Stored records

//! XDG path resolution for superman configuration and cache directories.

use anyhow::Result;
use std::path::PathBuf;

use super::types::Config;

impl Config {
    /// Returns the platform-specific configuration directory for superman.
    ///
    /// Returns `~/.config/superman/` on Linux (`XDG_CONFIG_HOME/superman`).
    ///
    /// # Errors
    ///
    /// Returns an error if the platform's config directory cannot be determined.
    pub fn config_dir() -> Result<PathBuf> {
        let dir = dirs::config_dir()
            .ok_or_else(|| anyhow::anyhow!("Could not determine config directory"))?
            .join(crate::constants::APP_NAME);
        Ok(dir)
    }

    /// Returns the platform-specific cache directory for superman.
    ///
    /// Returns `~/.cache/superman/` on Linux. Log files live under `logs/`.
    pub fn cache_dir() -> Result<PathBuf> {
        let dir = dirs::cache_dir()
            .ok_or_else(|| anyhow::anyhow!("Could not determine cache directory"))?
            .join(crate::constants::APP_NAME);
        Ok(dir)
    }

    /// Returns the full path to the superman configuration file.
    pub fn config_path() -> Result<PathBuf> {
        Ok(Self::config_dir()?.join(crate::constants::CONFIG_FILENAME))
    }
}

==

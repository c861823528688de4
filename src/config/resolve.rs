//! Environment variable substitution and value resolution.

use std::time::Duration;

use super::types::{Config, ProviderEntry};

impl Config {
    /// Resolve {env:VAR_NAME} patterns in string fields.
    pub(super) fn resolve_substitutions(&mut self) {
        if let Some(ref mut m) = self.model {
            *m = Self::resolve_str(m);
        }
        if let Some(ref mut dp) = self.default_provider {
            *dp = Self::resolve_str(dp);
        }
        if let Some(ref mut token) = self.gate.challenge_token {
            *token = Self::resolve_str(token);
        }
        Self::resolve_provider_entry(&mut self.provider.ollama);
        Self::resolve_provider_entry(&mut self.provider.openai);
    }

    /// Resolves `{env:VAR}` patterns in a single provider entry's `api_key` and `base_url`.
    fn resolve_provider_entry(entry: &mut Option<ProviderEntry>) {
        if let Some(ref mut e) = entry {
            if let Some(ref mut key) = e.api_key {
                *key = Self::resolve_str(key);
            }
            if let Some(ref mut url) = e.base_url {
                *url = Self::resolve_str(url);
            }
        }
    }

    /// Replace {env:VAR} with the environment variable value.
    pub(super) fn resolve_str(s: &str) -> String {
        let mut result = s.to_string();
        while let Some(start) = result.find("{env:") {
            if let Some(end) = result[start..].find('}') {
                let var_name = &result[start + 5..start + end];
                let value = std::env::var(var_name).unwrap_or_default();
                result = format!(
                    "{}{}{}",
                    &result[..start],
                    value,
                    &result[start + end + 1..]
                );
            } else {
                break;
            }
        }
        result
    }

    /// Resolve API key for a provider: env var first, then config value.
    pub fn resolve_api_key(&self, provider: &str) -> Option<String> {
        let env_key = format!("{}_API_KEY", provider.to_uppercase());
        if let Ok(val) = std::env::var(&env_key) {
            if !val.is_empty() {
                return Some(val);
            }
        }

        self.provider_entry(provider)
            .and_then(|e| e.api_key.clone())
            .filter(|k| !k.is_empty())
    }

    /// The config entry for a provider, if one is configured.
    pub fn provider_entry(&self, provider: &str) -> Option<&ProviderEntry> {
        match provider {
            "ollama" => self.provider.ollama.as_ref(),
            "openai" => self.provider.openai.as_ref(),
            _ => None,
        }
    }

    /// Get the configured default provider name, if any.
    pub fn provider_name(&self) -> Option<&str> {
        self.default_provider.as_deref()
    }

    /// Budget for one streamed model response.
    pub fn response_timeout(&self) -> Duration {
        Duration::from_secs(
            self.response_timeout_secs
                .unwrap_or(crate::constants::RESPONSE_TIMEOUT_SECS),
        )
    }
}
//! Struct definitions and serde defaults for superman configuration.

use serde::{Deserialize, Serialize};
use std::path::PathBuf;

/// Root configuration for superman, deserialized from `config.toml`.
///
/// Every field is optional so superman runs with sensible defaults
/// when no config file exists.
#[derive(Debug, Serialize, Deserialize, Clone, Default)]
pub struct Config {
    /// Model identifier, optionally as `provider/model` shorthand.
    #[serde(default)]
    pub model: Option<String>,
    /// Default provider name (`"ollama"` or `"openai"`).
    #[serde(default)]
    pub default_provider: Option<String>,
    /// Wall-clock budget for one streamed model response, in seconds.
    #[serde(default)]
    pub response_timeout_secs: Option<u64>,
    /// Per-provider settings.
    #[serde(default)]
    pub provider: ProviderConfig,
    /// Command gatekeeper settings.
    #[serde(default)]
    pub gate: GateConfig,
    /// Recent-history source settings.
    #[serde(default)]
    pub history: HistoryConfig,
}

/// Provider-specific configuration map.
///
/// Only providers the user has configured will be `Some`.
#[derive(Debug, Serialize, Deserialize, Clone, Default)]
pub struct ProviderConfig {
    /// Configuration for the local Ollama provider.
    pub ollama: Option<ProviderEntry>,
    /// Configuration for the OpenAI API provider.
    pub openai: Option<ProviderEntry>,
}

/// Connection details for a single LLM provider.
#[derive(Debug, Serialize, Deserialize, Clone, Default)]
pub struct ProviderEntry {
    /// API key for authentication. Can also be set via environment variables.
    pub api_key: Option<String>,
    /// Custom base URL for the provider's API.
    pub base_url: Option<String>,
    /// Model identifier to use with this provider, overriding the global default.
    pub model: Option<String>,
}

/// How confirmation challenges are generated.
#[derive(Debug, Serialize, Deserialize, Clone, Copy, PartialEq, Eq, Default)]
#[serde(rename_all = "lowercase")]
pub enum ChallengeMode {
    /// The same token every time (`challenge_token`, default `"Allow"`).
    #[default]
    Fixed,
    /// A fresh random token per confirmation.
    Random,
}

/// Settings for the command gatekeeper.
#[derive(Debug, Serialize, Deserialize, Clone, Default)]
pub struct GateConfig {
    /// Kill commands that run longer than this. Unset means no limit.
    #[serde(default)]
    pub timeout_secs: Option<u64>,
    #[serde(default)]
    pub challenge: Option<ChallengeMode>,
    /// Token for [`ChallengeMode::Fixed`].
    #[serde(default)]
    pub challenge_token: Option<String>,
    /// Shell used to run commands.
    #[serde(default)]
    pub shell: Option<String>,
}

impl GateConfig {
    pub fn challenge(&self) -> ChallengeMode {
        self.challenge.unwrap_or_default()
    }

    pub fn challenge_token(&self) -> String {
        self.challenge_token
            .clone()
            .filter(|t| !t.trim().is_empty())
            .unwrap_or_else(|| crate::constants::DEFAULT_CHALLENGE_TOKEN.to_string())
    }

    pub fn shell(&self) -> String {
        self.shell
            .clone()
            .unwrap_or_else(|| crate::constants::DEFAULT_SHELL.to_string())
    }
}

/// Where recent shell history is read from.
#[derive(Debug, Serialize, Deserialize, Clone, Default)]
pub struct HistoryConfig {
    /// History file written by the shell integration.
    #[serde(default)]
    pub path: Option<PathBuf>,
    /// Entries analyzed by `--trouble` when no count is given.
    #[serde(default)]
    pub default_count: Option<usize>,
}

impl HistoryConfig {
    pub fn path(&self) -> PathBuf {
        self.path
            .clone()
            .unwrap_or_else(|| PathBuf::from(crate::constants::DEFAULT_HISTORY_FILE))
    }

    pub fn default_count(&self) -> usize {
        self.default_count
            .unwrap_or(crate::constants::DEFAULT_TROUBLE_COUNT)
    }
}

**WHAT YOU SHOULD DO**
Every line above that contains the word "Duration" should be reported.

**OUTPUT BELOW**
use std::time::Duration;
    pub fn response_timeout(&self) -> Duration {
        Duration::from_secs(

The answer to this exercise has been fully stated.